What you have to do -
Can you pull out each line of the data below that includes the word "lock"?

Records to use -
//! Queue items: single instances, gangs and coalesced batches.
//!
//! Items are shared between the queue, the scheduler and the requester, so
//! each variant lives behind an `Arc`. The completion promise and failure
//! flag use interior mutability; everything else is fixed at creation.

use std::collections::VecDeque;
use std::fmt;
use std::sync::atomic::{AtomicBool, Ordering};
use std::sync::{Arc, Mutex, MutexGuard, PoisonError};

use fnsched_model::{ScheduleRequest, Status};
use serde::{Deserialize, Serialize};
use tokio::sync::{oneshot, watch};

use crate::result::{GroupScheduleResult, ScheduleResult};

/// Default wait, in milliseconds, for a gang to find resources.
pub const DEFAULT_GROUP_TIMEOUT_MS: i64 = 1000;

pub(crate) fn lock<T>(mutex: &Mutex<T>) -> MutexGuard<'_, T> {
    mutex.lock().unwrap_or_else(PoisonError::into_inner)
}

// =============================================================================
// Cancellation
// =============================================================================

/// Receiving side of an out-of-band cancellation signal.
///
/// Observing cancellation never removes an item from its queue; the
/// scheduler checks the tag when it reaches the item.
#[derive(Debug, Clone, Default)]
pub struct CancelTag {
    rx: Option<watch::Receiver<Option<String>>>,
}

impl CancelTag {
    /// A tag that never fires.
    pub fn never() -> Self {
        Self::default()
    }

    pub fn is_cancelled(&self) -> bool {
        self.reason().is_some()
    }

    pub fn reason(&self) -> Option<String> {
        self.rx.as_ref().and_then(|rx| rx.borrow().clone())
    }

    /// Wait for the cancel reason. Returns `None` once the handle is dropped
    /// without cancelling, or immediately for a tag that never fires.
    pub async fn cancelled(&self) -> Option<String> {
        let mut rx = self.rx.clone()?;
        let reason = rx.wait_for(Option::is_some).await.ok()?;
        reason.clone()
    }
}

/// Sending side of a [`CancelTag`]. The first reason wins.
#[derive(Debug)]
pub struct CancelHandle {
    tx: watch::Sender<Option<String>>,
}

impl CancelHandle {
    pub fn cancel(&self, reason: impl Into<String>) {
        let reason = reason.into();
        self.tx.send_if_modified(|current| {
            if current.is_some() {
                return false;
            }
            *current = Some(reason);
            true
        });
    }

    pub fn tag(&self) -> CancelTag {
        CancelTag {
            rx: Some(self.tx.subscribe()),
        }
    }
}

pub fn cancel_pair() -> (CancelHandle, CancelTag) {
    let (tx, rx) = watch::channel(None);
    (CancelHandle { tx }, CancelTag { rx: Some(rx) })
}

// =============================================================================
// Promise
// =============================================================================

/// One-shot completion shared between the scheduler and the actor.
///
/// The first `set_value` resolves the waiter; later calls are ignored.
pub struct Promise<T> {
    tx: Mutex<Option<oneshot::Sender<T>>>,
}

impl<T> Promise<T> {
    pub fn new() -> (Self, oneshot::Receiver<T>) {
        let (tx, rx) = oneshot::channel();
        (Self { tx: Mutex::new(Some(tx)) }, rx)
    }

    /// Returns `true` when this call resolved the promise.
    pub fn set_value(&self, value: T) -> bool {
        let Some(tx) = lock(&self.tx).take() else {
            return false;
        };
        // A dropped receiver still counts as resolved.
        let _ = tx.send(value);
        true
    }

    pub fn is_resolved(&self) -> bool {
        lock(&self.tx).is_none()
    }
}

impl<T> fmt::Debug for Promise<T> {
    fn fmt(&self, f: &mut fmt::Formatter<'_>) -> fmt::Result {
        f.debug_struct("Promise")
            .field("resolved", &self.is_resolved())
            .finish()
    }
}

// =============================================================================
// Instance
// =============================================================================

#[derive(Debug)]
pub struct InstanceItem {
    pub request: ScheduleRequest,
    promise: Promise<ScheduleResult>,
    cancel: CancelTag,
    failed: AtomicBool,
}

impl InstanceItem {
    pub fn new(request: ScheduleRequest, cancel: CancelTag) -> (Arc<Self>, oneshot::Receiver<ScheduleResult>) {
        let (promise, rx) = Promise::new();
        let item = Arc::new(Self {
            request,
            promise,
            cancel,
            failed: AtomicBool::new(false),
        });
        (item, rx)
    }

    pub fn request_id(&self) -> &str {
        &self.request.request_id
    }

    pub fn priority(&self) -> u16 {
        self.request.instance.priority()
    }

    pub fn create_timestamp(&self) -> i64 {
        self.request.instance.create_timestamp()
    }

    pub fn timeout_ms(&self) -> i64 {
        self.request.instance.schedule_option.schedule_timeout_ms
    }

    pub fn cancel_tag(&self) -> &CancelTag {
        &self.cancel
    }

    pub fn set_result(&self, result: ScheduleResult) -> bool {
        self.promise.set_value(result)
    }

    pub fn is_resolved(&self) -> bool {
        self.promise.is_resolved()
    }

    /// Sticky: once failed, always failed.
    pub fn tag_failure(&self) {
        self.failed.store(true, Ordering::Release);
    }

    pub fn has_failed(&self) -> bool {
        self.failed.load(Ordering::Acquire)
    }
}

// =============================================================================
// Group
// =============================================================================

/// Accept any member count from `min` to `max`, shrinking by `step`.
#[derive(Debug, Clone, Copy, PartialEq, Eq, Serialize, Deserialize)]
pub struct RangeOpt {
    pub min: u32,
    pub max: u32,
    pub step: u32,
}

/// Placement policy of a gang.
#[derive(Debug, Clone, Copy, Default, PartialEq, Eq, Serialize, Deserialize)]
#[serde(rename_all = "snake_case")]
pub enum GroupPolicy {
    /// Members are placed one by one.
    #[default]
    Individual,
    /// All members on a single unit.
    StrictPack,
}

/// Members of a gang share one promise and one cancel tag.
#[derive(Debug)]
pub struct GroupItem {
    pub group_id: String,
    pub members: Vec<Arc<InstanceItem>>,
    pub range: Option<RangeOpt>,
    pub policy: GroupPolicy,
    pub timeout_ms: i64,
    promise: Promise<GroupScheduleResult>,
    cancel: CancelTag,
    failed: AtomicBool,
}

impl GroupItem {
    pub fn new(
        group_id: impl Into<String>,
        members: Vec<Arc<InstanceItem>>,
        cancel: CancelTag,
    ) -> (Self, oneshot::Receiver<GroupScheduleResult>) {
        let (promise, rx) = Promise::new();
        let item = Self {
            group_id: group_id.into(),
            members,
            range: None,
            policy: GroupPolicy::default(),
            timeout_ms: DEFAULT_GROUP_TIMEOUT_MS,
            promise,
            cancel,
            failed: AtomicBool::new(false),
        };
        (item, rx)
    }

    pub fn with_range(mut self, range: Option<RangeOpt>) -> Self {
        self.range = range;
        self
    }

    pub fn with_policy(mut self, policy: GroupPolicy) -> Self {
        self.policy = policy;
        self
    }

    pub fn with_timeout_ms(mut self, timeout_ms: i64) -> Self {
        self.timeout_ms = timeout_ms;
        self
    }

    pub fn request_id(&self) -> &str {
        &self.group_id
    }

    /// Priority of the first member, 0 for an empty group.
    pub fn priority(&self) -> u16 {
        self.members.first().map_or(0, |member| member.priority())
    }

    pub fn create_timestamp(&self) -> i64 {
        self.members.first().map_or(0, |member| member.create_timestamp())
    }

    pub fn cancel_tag(&self) -> &CancelTag {
        &self.cancel
    }

    pub fn set_result(&self, result: GroupScheduleResult) -> bool {
        self.promise.set_value(result)
    }

    pub fn is_resolved(&self) -> bool {
        self.promise.is_resolved()
    }

    pub fn tag_failure(&self) {
        self.failed.store(true, Ordering::Release);
    }

    pub fn has_failed(&self) -> bool {
        self.failed.load(Ordering::Acquire)
    }
}

// =============================================================================
// Aggregated
// =============================================================================

/// Instances sharing one aggregation key, served in insertion order.
///
/// The scheduler pops members as it places them; the owning queue removes
/// the item once it has been drained.
#[derive(Debug)]
pub struct AggregatedItem {
    pub key: String,
    requests: Mutex<VecDeque<Arc<InstanceItem>>>,
}

impl AggregatedItem {
    pub fn new(key: impl Into<String>, first: Arc<InstanceItem>) -> Self {
        Self {
            key: key.into(),
            requests: Mutex::new(VecDeque::from([first])),
        }
    }

    pub fn push(&self, item: Arc<InstanceItem>) {
        lock(&self.requests).push_back(item);
    }

    pub fn front(&self) -> Option<Arc<InstanceItem>> {
        lock(&self.requests).front().cloned()
    }

    pub fn pop_front(&self) -> Option<Arc<InstanceItem>> {
        lock(&self.requests).pop_front()
    }

    pub fn len(&self) -> usize {
        lock(&self.requests).len()
    }

    pub fn is_empty(&self) -> bool {
        lock(&self.requests).is_empty()
    }

    /// Members in scheduling order.
    pub fn members(&self) -> Vec<Arc<InstanceItem>> {
        lock(&self.requests).iter().cloned().collect()
    }

    /// Take every member, leaving the item drained.
    pub fn drain(&self) -> Vec<Arc<InstanceItem>> {
        lock(&self.requests).drain(..).collect()
    }

    pub fn request_id(&self) -> String {
        self.front()
            .map(|item| item.request_id().to_string())
            .unwrap_or_default()
    }

    pub fn priority(&self) -> u16 {
        self.front().map_or(0, |item| item.priority())
    }

    pub fn create_timestamp(&self) -> i64 {
        self.front().map_or(0, |item| item.create_timestamp())
    }
}

// =============================================================================
// QueueItem
// =============================================================================

#[derive(Debug, Clone, Copy, PartialEq, Eq)]
pub enum ItemKind {
    Instance,
    Group,
    Aggregated,
}

/// Anything a schedule queue holds.
#[derive(Debug, Clone)]
pub enum QueueItem {
    Instance(Arc<InstanceItem>),
    Group(Arc<GroupItem>),
    Aggregated(Arc<AggregatedItem>),
}

impl QueueItem {
    pub fn kind(&self) -> ItemKind {
        match self {
            QueueItem::Instance(_) => ItemKind::Instance,
            QueueItem::Group(_) => ItemKind::Group,
            QueueItem::Aggregated(_) => ItemKind::Aggregated,
        }
    }

    pub fn request_id(&self) -> String {
        match self {
            QueueItem::Instance(item) => item.request_id().to_string(),
            QueueItem::Group(item) => item.request_id().to_string(),
            QueueItem::Aggregated(item) => item.request_id(),
        }
    }

    pub fn priority(&self) -> u16 {
        match self {
            QueueItem::Instance(item) => item.priority(),
            QueueItem::Group(item) => item.priority(),
            QueueItem::Aggregated(item) => item.priority(),
        }
    }

    pub fn create_timestamp(&self) -> i64 {
        match self {
            QueueItem::Instance(item) => item.create_timestamp(),
            QueueItem::Group(item) => item.create_timestamp(),
            QueueItem::Aggregated(item) => item.create_timestamp(),
        }
    }

    /// Aggregated batches carry no tag of their own; their members do.
    pub fn is_cancelled(&self) -> bool {
        match self {
            QueueItem::Instance(item) => item.cancel_tag().is_cancelled(),
            QueueItem::Group(item) => item.cancel_tag().is_cancelled(),
            QueueItem::Aggregated(_) => false,
        }
    }

    /// Instances held directly or inside this item.
    pub fn instances(&self) -> Vec<Arc<InstanceItem>> {
        match self {
            QueueItem::Instance(item) => vec![Arc::clone(item)],
            QueueItem::Group(item) => item.members.clone(),
            QueueItem::Aggregated(item) => item.members(),
        }
    }

    /// Resolve every promise behind this item with `status`.
    pub fn resolve_with_error(&self, status: &Status) {
        match self {
            QueueItem::Instance(instance) => {
                instance.set_result(ScheduleResult::from_status(status));
            }
            QueueItem::Group(group) => {
                group.set_result(GroupScheduleResult::failure(status.code, status.message.clone()));
            }
            QueueItem::Aggregated(batch) => {
                for member in batch.members() {
                    member.set_result(ScheduleResult::from_status(status));
                }
            }
        }
    }
}

impl From<Arc<InstanceItem>> for QueueItem {
    fn from(item: Arc<InstanceItem>) -> Self {
        QueueItem::Instance(item)
    }
}

impl From<Arc<GroupItem>> for QueueItem {
    fn from(item: Arc<GroupItem>) -> Self {
        QueueItem::Group(item)
    }
}

impl From<GroupItem> for QueueItem {
    fn from(item: GroupItem) -> Self {
        QueueItem::Group(Arc::new(item))
    }
}
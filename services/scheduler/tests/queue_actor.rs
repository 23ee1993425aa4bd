//! End-to-end tests for the schedule queue actor and the JSON-lines driver.

use std::collections::HashMap;
use std::sync::Arc;
use std::time::Duration;

use fnsched_model::{ScheduleRequest, StatusCode};
use fnsched_schedule_decision::{cancel_pair, GroupPolicy, ScheduleResult};
use fnsched_scheduler::driver::run_driver;
use fnsched_scheduler::{spawn_schedule_queue, Config, GroupSpec, QueueState, SchedulerHandle, StaticResourceView};
use fnsched_testing::{pod, resource_view, shaped_request};
use tokio::io::AsyncReadExt;
use tokio::sync::watch;
use tokio::task::JoinHandle;

struct Harness {
    handle: SchedulerHandle,
    source: Arc<StaticResourceView>,
    _shutdown: watch::Sender<bool>,
    _task: JoinHandle<()>,
}

async fn start(config: Config) -> Harness {
    let source = Arc::new(StaticResourceView::default());
    let (shutdown_tx, shutdown_rx) = watch::channel(false);
    let (handle, task) = spawn_schedule_queue(&config, source.clone(), shutdown_rx);
    handle.update_resource_info().await.unwrap();
    Harness {
        handle,
        source,
        _shutdown: shutdown_tx,
        _task: task,
    }
}

async fn start_with_pod(cpu: f64, memory: f64) -> Harness {
    let harness = start(Config::default()).await;
    harness
        .source
        .replace(resource_view(vec![pod("pod-a", "node-1", cpu, memory)]));
    harness.handle.update_resource_info().await.unwrap();
    harness
}

fn waiting(request_id: &str, cpu: f64) -> ScheduleRequest {
    let mut request = shaped_request(request_id, 0, cpu, cpu);
    request.instance.schedule_option.schedule_timeout_ms = 5_000;
    request
}

#[tokio::test]
async fn test_initial_state_is_waiting() {
    let harness = start(Config::default()).await;
    assert_eq!(harness.handle.state().await.unwrap(), QueueState::Waiting);
}

#[tokio::test]
async fn test_schedules_request() {
    let harness = start_with_pod(1000.0, 1000.0).await;
    let (_cancel, tag) = cancel_pair();
    let rx = harness
        .handle
        .schedule(shaped_request("req-1", 0, 300.0, 300.0), tag)
        .await
        .unwrap();

    let result = rx.await.unwrap();
    assert_eq!(result.code, StatusCode::Success);
    assert_eq!(result.unit_id, "pod-a");
    assert_eq!(result.id, "node-1");
    assert_eq!(harness.handle.state().await.unwrap(), QueueState::Waiting);
}

#[tokio::test]
async fn test_rejects_priority_above_max() {
    let harness = start_with_pod(1000.0, 1000.0).await;
    let (_cancel, tag) = cancel_pair();
    let rx = harness
        .handle
        .schedule(shaped_request("req-1", 4, 1.0, 1.0), tag)
        .await
        .unwrap();

    let result = rx.await.unwrap();
    assert_eq!(result.code, StatusCode::ErrParamInvalid);
    assert_eq!(result.reason, "instance priority is greater than maxPriority");
}

#[tokio::test]
async fn test_no_timeout_fails_immediately() {
    let harness = start(Config::default()).await;
    let (_cancel, tag) = cancel_pair();
    let rx = harness
        .handle
        .schedule(shaped_request("req-1", 0, 1.0, 1.0), tag)
        .await
        .unwrap();

    assert_eq!(rx.await.unwrap().code, StatusCode::ResourceNotEnough);
    assert_eq!(harness.handle.state().await.unwrap(), QueueState::Waiting);
}

#[tokio::test]
async fn test_suspended_request_can_be_cancelled() {
    let harness = start(Config::default()).await;
    let (cancel, tag) = cancel_pair();
    let rx = harness.handle.schedule(waiting("req-1", 1.0), tag).await.unwrap();
    assert_eq!(harness.handle.state().await.unwrap(), QueueState::Pending);

    cancel.cancel("caller gave up");
    let result = rx.await.unwrap();
    assert_eq!(result.code, StatusCode::ErrScheduleCanceled);
    assert!(result.reason.starts_with("caller gave up"));
}

#[tokio::test]
async fn test_pending_request_retried_on_resource_update() {
    let harness = start(Config::default()).await;
    let (_cancel, tag) = cancel_pair();
    let rx = harness.handle.schedule(waiting("req-1", 300.0), tag).await.unwrap();
    assert_eq!(harness.handle.state().await.unwrap(), QueueState::Pending);

    harness
        .source
        .replace(resource_view(vec![pod("pod-a", "node-1", 1000.0, 1000.0)]));
    harness.handle.update_resource_info().await.unwrap();

    let result = rx.await.unwrap();
    assert_eq!(result.code, StatusCode::Success);
    assert_eq!(result.unit_id, "pod-a");
}

#[tokio::test]
async fn test_pending_request_retried_when_idle() {
    let harness = start(Config {
        resource_idle: Duration::from_millis(50),
        ..Config::default()
    })
    .await;
    let (_cancel, tag) = cancel_pair();
    let rx = harness.handle.schedule(waiting("req-1", 300.0), tag).await.unwrap();
    assert_eq!(harness.handle.state().await.unwrap(), QueueState::Pending);

    // No update message; the idle timer picks the new view up.
    harness
        .source
        .replace(resource_view(vec![pod("pod-a", "node-1", 1000.0, 1000.0)]));

    let result = tokio::time::timeout(Duration::from_secs(5), rx).await.unwrap().unwrap();
    assert_eq!(result.code, StatusCode::Success);
}

#[tokio::test]
async fn test_empty_group_succeeds() {
    let harness = start(Config::default()).await;
    let (_cancel, tag) = cancel_pair();
    let spec = GroupSpec {
        group_id: "g1".into(),
        requests: Vec::new(),
        range: None,
        policy: GroupPolicy::default(),
        timeout_ms: None,
    };
    let result = harness.handle.schedule_group(spec, tag).await.unwrap().await.unwrap();
    assert_eq!(result.code, StatusCode::Success);
    assert!(result.results.is_empty());
}

#[tokio::test]
async fn test_group_members_placed_together() {
    let harness = start_with_pod(1000.0, 1000.0).await;
    let (_cancel, tag) = cancel_pair();
    let spec = GroupSpec {
        group_id: "g1".into(),
        requests: vec![
            shaped_request("m1", 0, 300.0, 300.0),
            shaped_request("m2", 0, 300.0, 300.0),
        ],
        range: None,
        policy: GroupPolicy::default(),
        timeout_ms: None,
    };
    let result = harness.handle.schedule_group(spec, tag).await.unwrap().await.unwrap();
    assert_eq!(result.code, StatusCode::Success);
    assert_eq!(result.results.len(), 2);
    assert!(result.results.iter().all(|placed| placed.unit_id == "pod-a"));
}

#[tokio::test]
async fn test_group_rejection_keeps_queue_error_code() {
    let harness = start_with_pod(1000.0, 1000.0).await;
    let (_cancel, tag) = cancel_pair();
    let spec = GroupSpec {
        group_id: "g1".into(),
        requests: vec![shaped_request("m1", 9, 1.0, 1.0)],
        range: None,
        policy: GroupPolicy::default(),
        timeout_ms: None,
    };
    let group = harness.handle.schedule_group(spec, tag).await.unwrap().await.unwrap();

    let (_cancel, tag) = cancel_pair();
    let single = harness
        .handle
        .schedule(shaped_request("m1", 9, 1.0, 1.0), tag)
        .await
        .unwrap()
        .await
        .unwrap();

    assert_eq!(group.code, StatusCode::ErrParamInvalid);
    assert_eq!(group.reason, "instance priority is greater than maxPriority");
    assert_eq!(group.code, single.code);
    assert_eq!(group.reason, single.reason);
}

#[tokio::test]
async fn test_confirm_conflict() {
    let harness = start(Config::default()).await;
    let status = harness
        .handle
        .confirm(ScheduleResult::failure(StatusCode::ResourceNotEnough, "taken"))
        .await
        .unwrap();
    assert_eq!(status.code, StatusCode::ScheduleConflicted);

    let status = harness
        .handle
        .confirm(ScheduleResult::failure(StatusCode::Success, ""))
        .await
        .unwrap();
    assert!(status.code.is_success());
}

#[tokio::test]
async fn test_driver_answers_every_line() {
    let harness = start_with_pod(1000.0, 1000.0).await;
    let input = [
        serde_json::to_string(&shaped_request("fits", 0, 300.0, 300.0)).unwrap(),
        serde_json::to_string(&shaped_request("too-big", 0, 3000.0, 300.0)).unwrap(),
        "not json".to_string(),
    ]
    .join("\n");

    let (writer, mut reader) = tokio::io::duplex(64 * 1024);
    let (_shutdown_tx, shutdown_rx) = watch::channel(false);
    let submitted = run_driver(harness.handle.clone(), input.as_bytes(), writer, shutdown_rx)
        .await
        .unwrap();
    assert_eq!(submitted, 2);

    let mut output = String::new();
    reader.read_to_string(&mut output).await.unwrap();
    let codes: HashMap<String, serde_json::Value> = output
        .lines()
        .map(|line| {
            let value: serde_json::Value = serde_json::from_str(line).unwrap();
            (value["request_id"].as_str().unwrap().to_string(), value["code"].clone())
        })
        .collect();

    assert_eq!(codes.len(), 3);
    assert_eq!(codes["fits"], serde_json::to_value(StatusCode::Success).unwrap());
    assert_eq!(codes["too-big"], serde_json::to_value(StatusCode::ResourceNotEnough).unwrap());
    assert_eq!(codes[""], serde_json::to_value(StatusCode::ErrParamInvalid).unwrap());
}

Solution to this exercise -
pub(crate) fn lock<T>(mutex: &Mutex<T>) -> MutexGuard<'_, T> {
    mutex.lock().unwrap_or_else(PoisonError::into_inner)
        let Some(tx) = lock(&self.tx).take() else {
        lock(&self.tx).is_none()
        lock(&self.requests).push_back(item);
        lock(&self.requests).front().cloned()
        lock(&self.requests).pop_front()
        lock(&self.requests).len()
        lock(&self.requests).is_empty()
        lock(&self.requests).iter().cloned().collect()
        lock(&self.requests).drain(..).collect()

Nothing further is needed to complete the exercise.